There’s been lots of mixed messages around the economy in the last month, and the volatility has been talked about quite a bit but I guess we need to put this in context a little bit to how it affects the Kiwi homeowner.
The volatility at the moment is more of an international trend. While it’s affecting many of our investments and the New Zealand dollar is jumping around a bit, the internal economy is fairly stable at the moment.
There has been some good news on the economic front, with a lot of economists and even the International Monetary Fund now saying they believe that New Zealand’s economy has turned the corner. We’re looking at some modest growth this year, and that should improve in 2026.
So if the economy is turning the corner, then maybe we will not see interest rates decrease much more.
Let’s Talk About Home Loans
The good news was home loan rates dropped in February, as they were predicted to do.
The banks did jump on board straight away, reducing their floating interest rates, but they were a little bit slower to realign their fixed interest rates and there’s still a bit of movement happening as the banks look to try to get a bigger share of the market.
We’re still expecting to see interest rates drop a bit more with the expectation that we will see a 0.25% drop in April and likely another 0.25% drop a little later. While we always welcome interest rate drops, we don’t think there’ll be a lot more than this unless something dramatic happens. So that will probably mean that our fixed interest rates will settle in at about 0.50% less that we have today in the range of 4.50% – 5.50% depending on the term that you fix for.
But it’s always important to remember that New Zealand is a very small economy, and so we are at the mercy of what happens around the world and that does mean that there is always a risk of our interest rates increasing too.
We’re therefore suggesting that people no longer wait for interest rate drops. If you’re really looking for certainty, then revert to a strategy which includes using fixed rates over the longer term.
Do You Have A Mortgage Strategy?
So, what is a mortgage strategy?
The first two things you need to do when you’re setting up a mortgage strategy are to understand exactly how much money you’re going to pay to the bank.
Then, you need to look at the home loan that you have and ask yourself if it is the best home loan to have.
You want a home loan that allows you the flexibility that you need to ensure that you can pay your mortgage off faster, but not put you and your family into a situation where one little thing might go wrong, and all of a sudden you’re struggling to pay your mortgage.
In New Zealand the banks are very poor at explaining what makes a good mortgage. The reality is they probably don’t know or really don’t want you to have too much control of your own finances.

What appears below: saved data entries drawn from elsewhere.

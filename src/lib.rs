//! Fluent, XPath-driven node-set selection and traversal.
//!
//! ```
//! use fluentdom::{Document, FindOptions};
//!
//! let document = Document::parse("<a><b/><c/>TEXT<d/></a>")?;
//! let children = fluentdom::query(&document)
//!     .find("/a", FindOptions::empty())?
//!     .children(None)?;
//! assert_eq!(children.len(), 3);
//! # Ok::<(), fluentdom::Error>(())
//! ```

mod error;

pub use error::Error;
pub use fluentdom_dom::{Document, DomError, Node, NodeKind};
pub use fluentdom_query::{
    Content, FetchOptions, FindOptions, IntoSelector, NodeSet, Nodes, QueryConfig, QueryError,
    Selector, TreeComparator, XPath,
};
pub use fluentdom_xpath as xpath;

/// A node set over the whole of `document`.
pub fn query(document: &Document) -> Nodes<'_, Node<'_>> {
    NodeSet::new(document.root())
}

/// Like [`query`] with namespaces and a result bound taken from `config`.
pub fn query_with(document: &Document, config: QueryConfig) -> Nodes<'_, Node<'_>> {
    log::debug!("query with {} namespace binding(s)", config.namespaces.len());
    NodeSet::with_config(document.root(), config)
}
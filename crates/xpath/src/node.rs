//! Defines the core abstraction for a navigable node tree.
use std::hash::Hash;

/// A qualified name: optional prefix, local part and the namespace URI the
/// prefix was bound to when the node was created.
#[derive(Debug, Clone, PartialEq, Eq, Hash, Default)]
pub struct QName {
    pub prefix: Option<String>,
    pub local_part: String,
    pub namespace_uri: Option<String>,
}

impl QName {
    pub fn local(local_part: &str) -> Self {
        Self {
            prefix: None,
            local_part: local_part.to_string(),
            namespace_uri: None,
        }
    }

    /// `prefix:local` or just `local`.
    pub fn qualified(&self) -> String {
        match &self.prefix {
            Some(prefix) => format!("{}:{}", prefix, self.local_part),
            None => self.local_part.clone(),
        }
    }
}

/// The type of a node in the tree, aligned with the XPath 1.0 data model.
#[derive(Debug, Clone, Copy, PartialEq, Eq, Hash)]
pub enum NodeType {
    Root,
    Element,
    Attribute,
    Text,
    Comment,
    ProcessingInstruction,
}

/// The contract a tree has to fulfil so expressions can be evaluated over it.
///
/// The engine is written exclusively against this trait. `'a` is the lifetime
/// of the underlying tree storage.
///
/// Equality and hashing must be identity based. `Ord` only has to be a stable
/// total order (e.g. creation order); it is used to order nodes that have no
/// common root.
pub trait XPathNode<'a>:
    std::fmt::Debug + Clone + Copy + PartialEq + Eq + Hash + PartialOrd + Ord
{
    fn node_type(&self) -> NodeType;

    /// The qualified name. `None` for text, comment and root nodes. For a
    /// processing instruction this is its target.
    fn name(&self) -> Option<QName>;

    /// The string value as defined by the XPath 1.0 `string()` function.
    fn string_value(&self) -> String;

    /// Attribute nodes of an element, empty for every other node type.
    fn attributes(&self) -> Box<dyn Iterator<Item = Self> + 'a>;

    fn children(&self) -> Box<dyn Iterator<Item = Self> + 'a>;

    /// The parent. Attributes report their owner element. `None` for the
    /// document node and for nodes that are not attached to anything.
    fn parent(&self) -> Option<Self>;

    /// The document node of the owning document, even for detached nodes.
    fn document(&self) -> Self;
}
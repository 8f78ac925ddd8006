use indexmap::IndexMap;
use serde::Serialize;
use serde_json::Value;

#[derive(Debug, Clone, PartialEq)]
pub struct TestCase {
    pub input: Vec<Value>,
    pub expected: Value,
}

#[derive(Debug, Clone, PartialEq)]
pub struct TestSuite {
    pub name: String,
    pub cases: Vec<TestCase>,
}

/// Everything fetched for one session. Shared read-only once loaded.
#[derive(Debug, Clone, Default, PartialEq)]
pub struct SuiteCollection {
    pub sets: Vec<String>,
    pub problems: IndexMap<String, Vec<String>>,
    pub suites: IndexMap<String, TestSuite>,
}

impl SuiteCollection {
    pub fn suite(&self, name: &str) -> Option<&TestSuite> {
        self.suites.get(name)
    }

    /// Function names of a problem set, in the order the payload lists them.
    pub fn problems_in(&self, set: &str) -> Option<&[String]> {
        self.problems.get(set).map(Vec::as_slice)
    }
}

/// What a callable produced for one case.
#[derive(Debug, Clone, PartialEq, Serialize)]
#[serde(rename_all = "lowercase")]
pub enum Got {
    Value(Value),
    Error(String),
}

#[derive(Debug, Clone, PartialEq, Serialize)]
pub struct CaseResult {
    pub input: Vec<Value>,
    pub got: Got,
    pub expected: Value,
    pub passed: bool,
}

#[derive(Debug, Clone, PartialEq, Serialize)]
pub struct SuiteResult {
    pub name: String,
    pub results: Vec<CaseResult>,
    pub total: usize,
    pub passed: usize,
}

impl SuiteResult {
    pub fn failed(&self) -> usize {
        self.total - self.passed
    }
}

#[derive(Debug, Clone, PartialEq)]
pub enum Evaluation {
    Tested(SuiteResult),
    NotImplemented { name: String },
}

impl Evaluation {
    pub fn name(&self) -> &str {
        match self {
            Evaluation::Tested(r) => &r.name,
            Evaluation::NotImplemented { name } => name,
        }
    }
}

#[derive(Debug, Clone, Default, PartialEq, Serialize)]
pub struct BatchReport {
    pub tested: Vec<SuiteResult>, // Suites with a registered callable, collection order
    pub missing: Vec<String>,     // Suites whose function is not registered
}

impl BatchReport {
    pub fn push(&mut self, evaluation: Evaluation) {
        match evaluation {
            Evaluation::Tested(r) => self.tested.push(r),
            Evaluation::NotImplemented { name } => self.missing.push(name),
        }
    }

    pub fn total_cases(&self) -> usize {
        self.tested.iter().map(|r| r.total).sum()
    }

    pub fn passed_cases(&self) -> usize {
        self.tested.iter().map(|r| r.passed).sum()
    }

    pub fn failed_cases(&self) -> usize {
        self.total_cases() - self.passed_cases()
    }

    pub fn all_passed(&self) -> bool {
        self.failed_cases() == 0
    }
}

Let’s think about what is important.
What are the important features that your mortgage needs to have to give you the ability to have the right strategy?
Firstly, you need to be able to pay more. We know that in New Zealand our fixed-term home loans have lower interest rates than the floating options; however, when you use a fixed rate you lose the flexibility that you would have if your loan was floating. Therefore, the number one criteria that we look for in home loans is the ability to pay extra on a fixed loan.
We want to be able to pay more than the standard repayment, but also be able to revert back to the standard repayment should something go wrong. The flexibility to increase and decrease the repayments is critical as it allows you to push to pay it off faster, but if you push that a little bit too far or if something changes, you know you have the ability to reduce the payments back down to something that remains affordable for you.
A lot of the home loans in New Zealand allow you to increase the payments a little bit, but they don’t allow you to decrease the payments again. This means that people do not make the effort to pay too much more, as they don’t want to end up in a financial situation where those higher repayments put them into financial hardship.
We also like people to have some form of emergency savings. What most people tend to do is have that in some savings account making very little interest but at least it gives them the comfort that they can access the money if needed. Our preference when we’re setting up a mortgage strategy is to have those funds invested into the mortgage – so you’re saving more without any tax implications, and you can still access that money for an emergency as required.
Finally, let’s keep an eye on the next OCR announcement on the 9th April.